WATCH: Sheba the escaped tiger killed

In August 2020, the Sandton SPCA cautioned a Houghton resident over two white tiger cubs it believed were being kept in contravention of the Animals Protection Act.

There have been other incidents where the line between humans and tigers has been blurred and now, someone has been injured.

There will probably be a court case – if the owner cannot buy his way out of the threatened legal action.

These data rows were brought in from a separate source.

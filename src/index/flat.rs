//! Exact brute-force kNN, used below the HNSW size threshold and as ground
//! truth in tests.

use crate::config::Metric;
use crate::error::{Error, Result};
use crate::simd;

pub struct FlatIndex {
    dimension: usize,
    metric: Metric,
    ids: Vec<u64>,
    vectors: Vec<f32>,
    tombstoned: Vec<bool>,
}

impl FlatIndex {
    pub fn new(dimension: usize, metric: Metric) -> Self {
        Self { dimension, metric, ids: Vec::new(), vectors: Vec::new(), tombstoned: Vec::new() }
    }

    pub fn len(&self) -> usize {
        self.tombstoned.iter().filter(|d| !**d).count()
    }

    pub fn is_empty(&self) -> bool {
        self.len() == 0
    }

    pub fn insert(&mut self, id: u64, vector: &[f32]) -> Result<()> {
        if vector.len() != self.dimension {
            return Err(Error::invalid_input(format!(
                "expected dimension {}, got {}",
                self.dimension,
                vector.len()
            )));
        }
        self.ids.push(id);
        self.vectors.extend_from_slice(vector);
        self.tombstoned.push(false);
        Ok(())
    }

    pub fn remove(&mut self, id: u64) -> Result<()> {
        let idx = self.ids.iter().position(|&x| x == id).ok_or_else(|| Error::not_found(format!("no flat-index entry for id {id}")))?;
        self.tombstoned[idx] = true;
        Ok(())
    }

    /// Live `(id, vector)` pairs in insertion order. Used to migrate into an
    /// [`crate::index::HnswIndex`] once the size threshold is crossed.
    pub fn iter(&self) -> impl Iterator<Item = (u64, &[f32])> {
        self.ids.iter().enumerate().filter(|(idx, _)| !self.tombstoned[*idx]).map(|(idx, &id)| {
            let start = idx * self.dimension;
            (id, &self.vectors[start..start + self.dimension])
        })
    }

    fn distance(&self, query: &[f32], idx: usize) -> f32 {
        let start = idx * self.dimension;
        let v = &self.vectors[start..start + self.dimension];
        match self.metric {
            Metric::L2 => simd::l2(query, v),
            Metric::Cosine => simd::cosine_distance(query, v),
            Metric::Dot => -simd::dot(query, v),
        }
    }

    pub fn search(&self, query: &[f32], k: usize, filter: Option<&dyn Fn(u64) -> bool>) -> Result<Vec<(u64, f32)>> {
        if query.len() != self.dimension {
            return Err(Error::invalid_input(format!(
                "expected dimension {}, got {}",
                self.dimension,
                query.len()
            )));
        }
        let mut scored: Vec<(u64, f32)> = self
            .ids
            .iter()
            .enumerate()
            .filter(|(idx, _)| !self.tombstoned[*idx])
            .map(|(idx, &id)| (id, self.distance(query, idx)))
            .filter(|(id, _)| filter.map(|f| f(*id)).unwrap_or(true))
            .collect();
        scored.sort_by(|a, b| a.1.partial_cmp(&b.1).unwrap_or(std::cmp::Ordering::Equal).then(a.0.cmp(&b.0)));
        scored.truncate(k);
        Ok(scored)
    }
}

#[cfg(test)]
mod tests {
    use super::*;

    #[test]
    fn finds_exact_nearest() {
        let mut index = FlatIndex::new(2, Metric::L2);
        index.insert(1, &[0.0, 0.0]).unwrap();
        index.insert(2, &[5.0, 5.0]).unwrap();
        index.insert(3, &[0.5, 0.5]).unwrap();
        let results = index.search(&[0.0, 0.0], 2, None).unwrap();
        assert_eq!(results[0].0, 1);
        assert_eq!(results[1].0, 3);
    }

    #[test]
    fn removed_excluded() {
        let mut index = FlatIndex::new(2, Metric::L2);
        index.insert(1, &[0.0, 0.0]).unwrap();
        index.remove(1).unwrap();
        let results = index.search(&[0.0, 0.0], 5, None).unwrap();
        assert!(results.is_empty());
    }

    #[test]
    fn filter_excludes_nonmatching() {
        let mut index = FlatIndex::new(2, Metric::L2);
        index.insert(1, &[0.0, 0.0]).unwrap();
        index.insert(2, &[0.1, 0.1]).unwrap();
        let results = index.search(&[0.0, 0.0], 5, Some(&|id| id == 2)).unwrap();
        assert_eq!(results.len(), 1);
        assert_eq!(results[0].0, 2);
    }
}
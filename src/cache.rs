//! SQLite-backed auxiliary store: structured document metadata for rich
//! queries, a TTL-bounded response cache, and a key/value configuration
//! table. Schema and pragma sequence are grounded on the original
//! embedded store this crate's design is descended from.

use std::path::Path;
use std::time::{SystemTime, UNIX_EPOCH};

use rusqlite::{params, Connection, OptionalExtension};

use crate::error::{Error, Result};

/// Default busy-timeout and cache TTL, matching the original store's
/// `SqliteConfig` defaults (`enable_wal = true`, `busy_timeout_ms = 5000`,
/// `cache_ttl = 1 hour`).
#[derive(Debug, Clone, Copy)]
pub struct SqliteConfig {
    pub busy_timeout_ms: u32,
    pub cache_ttl_secs: u64,
}

impl Default for SqliteConfig {
    fn default() -> Self {
        Self { busy_timeout_ms: 5000, cache_ttl_secs: 3600 }
    }
}

/// A structured document metadata record, a superset of the flat
/// `Metadata` record kept for rich free-text queries.
#[derive(Debug, Clone, PartialEq)]
pub struct DocumentRecord {
    pub id: String,
    pub source: Option<String>,
    pub content_type: Option<String>,
    pub title: Option<String>,
    pub author: Option<String>,
    pub date: Option<String>,
    pub custom_fields: Option<String>,
}

fn now_timestamp() -> String {
    let secs = SystemTime::now().duration_since(UNIX_EPOCH).map(|d| d.as_secs()).unwrap_or(0);
    secs.to_string()
}

pub struct SqliteStore {
    conn: Connection,
    config: SqliteConfig,
}

impl SqliteStore {
    pub fn open(path: impl AsRef<Path>, config: SqliteConfig) -> Result<Self> {
        let conn = Connection::open(path)?;
        Self::init(conn, config)
    }

    pub fn open_in_memory(config: SqliteConfig) -> Result<Self> {
        let conn = Connection::open_in_memory()?;
        Self::init(conn, config)
    }

    fn init(conn: Connection, config: SqliteConfig) -> Result<Self> {
        conn.pragma_update(None, "journal_mode", "WAL")?;
        conn.pragma_update(None, "busy_timeout", config.busy_timeout_ms)?;
        conn.execute_batch(
            "CREATE TABLE IF NOT EXISTS document_metadata (
                id TEXT PRIMARY KEY, source TEXT, content_type TEXT, title TEXT,
                author TEXT, date TEXT, custom_fields TEXT,
                created_at TEXT NOT NULL, updated_at TEXT NOT NULL
            );
            CREATE TABLE IF NOT EXISTS query_cache (
                key TEXT PRIMARY KEY, value TEXT NOT NULL, timestamp TEXT NOT NULL,
                access_count INTEGER DEFAULT 0
            );
            CREATE TABLE IF NOT EXISTS configuration (key TEXT PRIMARY KEY, value TEXT NOT NULL);
            CREATE INDEX IF NOT EXISTS idx_metadata_source ON document_metadata(source);
            CREATE INDEX IF NOT EXISTS idx_metadata_content_type ON document_metadata(content_type);
            CREATE INDEX IF NOT EXISTS idx_cache_timestamp ON query_cache(timestamp);",
        )?;
        Ok(Self { conn, config })
    }

    pub fn put_document(&self, record: &DocumentRecord) -> Result<()> {
        let now = now_timestamp();
        self.conn.execute(
            "INSERT INTO document_metadata (id, source, content_type, title, author, date, custom_fields, created_at, updated_at)
             VALUES (?1, ?2, ?3, ?4, ?5, ?6, ?7, ?8, ?8)
             ON CONFLICT(id) DO UPDATE SET
                source = excluded.source, content_type = excluded.content_type,
                title = excluded.title, author = excluded.author, date = excluded.date,
                custom_fields = excluded.custom_fields, updated_at = excluded.updated_at",
            params![
                record.id,
                record.source,
                record.content_type,
                record.title,
                record.author,
                record.date,
                record.custom_fields,
                now,
            ],
        )?;
        Ok(())
    }

    pub fn get_document(&self, id: &str) -> Result<Option<DocumentRecord>> {
        self.conn
            .query_row(
                "SELECT id, source, content_type, title, author, date, custom_fields
                 FROM document_metadata WHERE id = ?1",
                params![id],
                |row| {
                    Ok(DocumentRecord {
                        id: row.get(0)?,
                        source: row.get(1)?,
                        content_type: row.get(2)?,
                        title: row.get(3)?,
                        author: row.get(4)?,
                        date: row.get(5)?,
                        custom_fields: row.get(6)?,
                    })
                },
            )
            .optional()
            .map_err(Error::from)
    }

    pub fn delete_document(&self, id: &str) -> Result<()> {
        self.conn.execute("DELETE FROM document_metadata WHERE id = ?1", params![id])?;
        Ok(())
    }

    pub fn find_documents_by_source(&self, source: &str) -> Result<Vec<String>> {
        let mut stmt = self.conn.prepare("SELECT id FROM document_metadata WHERE source = ?1")?;
        let ids = stmt.query_map(params![source], |row| row.get(0))?.collect::<rusqlite::Result<Vec<String>>>()?;
        Ok(ids)
    }

    pub fn cache_put(&self, key: &str, value: &str) -> Result<()> {
        let now = now_timestamp();
        self.conn.execute(
            "INSERT INTO query_cache (key, value, timestamp, access_count) VALUES (?1, ?2, ?3, 0)
             ON CONFLICT(key) DO UPDATE SET value = excluded.value, timestamp = excluded.timestamp, access_count = 0",
            params![key, value, now],
        )?;
        Ok(())
    }

    pub fn cache_get(&self, key: &str) -> Result<Option<String>> {
        let value = self
            .conn
            .query_row("SELECT value, timestamp FROM query_cache WHERE key = ?1", params![key], |row| {
                Ok((row.get::<_, String>(0)?, row.get::<_, String>(1)?))
            })
            .optional()?;
        let Some((value, timestamp)) = value else {
            return Ok(None);
        };
        let age = now_timestamp().parse::<u64>().unwrap_or(0).saturating_sub(timestamp.parse::<u64>().unwrap_or(0));
        if age > self.config.cache_ttl_secs {
            self.conn.execute("DELETE FROM query_cache WHERE key = ?1", params![key])?;
            return Ok(None);
        }
        self.conn.execute("UPDATE query_cache SET access_count = access_count + 1 WHERE key = ?1", params![key])?;
        Ok(Some(value))
    }

    /// Remove all cache entries older than `cache_ttl_secs`. Returns the
    /// number of rows removed.
    pub fn evict_expired(&self) -> Result<usize> {
        let cutoff = now_timestamp().parse::<u64>().unwrap_or(0).saturating_sub(self.config.cache_ttl_secs);
        let removed = self.conn.execute("DELETE FROM query_cache WHERE CAST(timestamp AS INTEGER) < ?1", params![cutoff as i64])?;
        Ok(removed)
    }

    pub fn set_config(&self, key: &str, value: &str) -> Result<()> {
        self.conn.execute(
            "INSERT INTO configuration (key, value) VALUES (?1, ?2)
             ON CONFLICT(key) DO UPDATE SET value = excluded.value",
            params![key, value],
        )?;
        Ok(())
    }

    pub fn get_config(&self, key: &str) -> Result<Option<String>> {
        self.conn.query_row("SELECT value FROM configuration WHERE key = ?1", params![key], |row| row.get(0)).optional().map_err(Error::from)
    }

    pub fn vacuum(&self) -> Result<()> {
        self.conn.execute_batch("VACUUM")?;
        Ok(())
    }
}

#[cfg(test)]
mod tests {
    use super::*;

    fn doc(id: &str) -> DocumentRecord {
        DocumentRecord {
            id: id.to_string(),
            source: Some("reuters".to_string()),
            content_type: Some("journal".to_string()),
            title: Some("title".to_string()),
            author: None,
            date: Some("2026-08-01".to_string()),
            custom_fields: None,
        }
    }

    #[test]
    fn put_then_get_document_roundtrips() {
        let store = SqliteStore::open_in_memory(SqliteConfig::default()).unwrap();
        store.put_document(&doc("a")).unwrap();
        let fetched = store.get_document("a").unwrap().unwrap();
        assert_eq!(fetched.source.as_deref(), Some("reuters"));
    }

    #[test]
    fn put_twice_upserts_instead_of_conflicting() {
        let store = SqliteStore::open_in_memory(SqliteConfig::default()).unwrap();
        store.put_document(&doc("a")).unwrap();
        let mut updated = doc("a");
        updated.title = Some("new title".to_string());
        store.put_document(&updated).unwrap();
        let fetched = store.get_document("a").unwrap().unwrap();
        assert_eq!(fetched.title.as_deref(), Some("new title"));
    }

    #[test]
    fn delete_document_removes_it() {
        let store = SqliteStore::open_in_memory(SqliteConfig::default()).unwrap();
        store.put_document(&doc("a")).unwrap();
        store.delete_document("a").unwrap();
        assert!(store.get_document("a").unwrap().is_none());
    }

    #[test]
    fn find_by_source_returns_matching_ids() {
        let store = SqliteStore::open_in_memory(SqliteConfig::default()).unwrap();
        store.put_document(&doc("a")).unwrap();
        store.put_document(&doc("b")).unwrap();
        let mut other = doc("c");
        other.source = Some("bloomberg".to_string());
        store.put_document(&other).unwrap();
        let mut ids = store.find_documents_by_source("reuters").unwrap();
        ids.sort();
        assert_eq!(ids, vec!["a".to_string(), "b".to_string()]);
    }

    #[test]
    fn cache_put_then_get_roundtrips() {
        let store = SqliteStore::open_in_memory(SqliteConfig::default()).unwrap();
        store.cache_put("q1", "result-json").unwrap();
        assert_eq!(store.cache_get("q1").unwrap().as_deref(), Some("result-json"));
    }

    #[test]
    fn cache_get_expired_entry_returns_none() {
        let store = SqliteStore::open_in_memory(SqliteConfig { busy_timeout_ms: 5000, cache_ttl_secs: 0 }).unwrap();
        store.cache_put("q1", "result-json").unwrap();
        std::thread::sleep(std::time::Duration::from_millis(1100));
        assert!(store.cache_get("q1").unwrap().is_none());
    }

    #[test]
    fn config_roundtrips() {
        let store = SqliteStore::open_in_memory(SqliteConfig::default()).unwrap();
        store.set_config("dimension", "768").unwrap();
        assert_eq!(store.get_config("dimension").unwrap().as_deref(), Some("768"));
    }
}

Because tigers are not native to South Africa, there seems little incentive to regulate their entry into the country. Listed by the International Union for Conservation of Nature as endangered, tigers once covered central, eastern and southern Asia.

Much like the uproar when we see cheetahs on leashes in other countries, we should be doing the same when it comes to all wildlife being kept as pets.

ALSO READ: Search for Sheba the tiger comes to an end, big cat euthanised

According to panthera.org, 4 500 tigers were estimated to exist in 2022, a potential 40% increase from 3 200 in 2015. Increase or not, much like our beloved rhinos which are under attack by poachers, the tiger population is under real threat. Shooting a breeding-age female really does little to help the global population.

Private ownership has to be ended and government has had numerous warnings, with close shaves from these alien predators.

For the love of nature, let government do something now before we have to write, we told you so.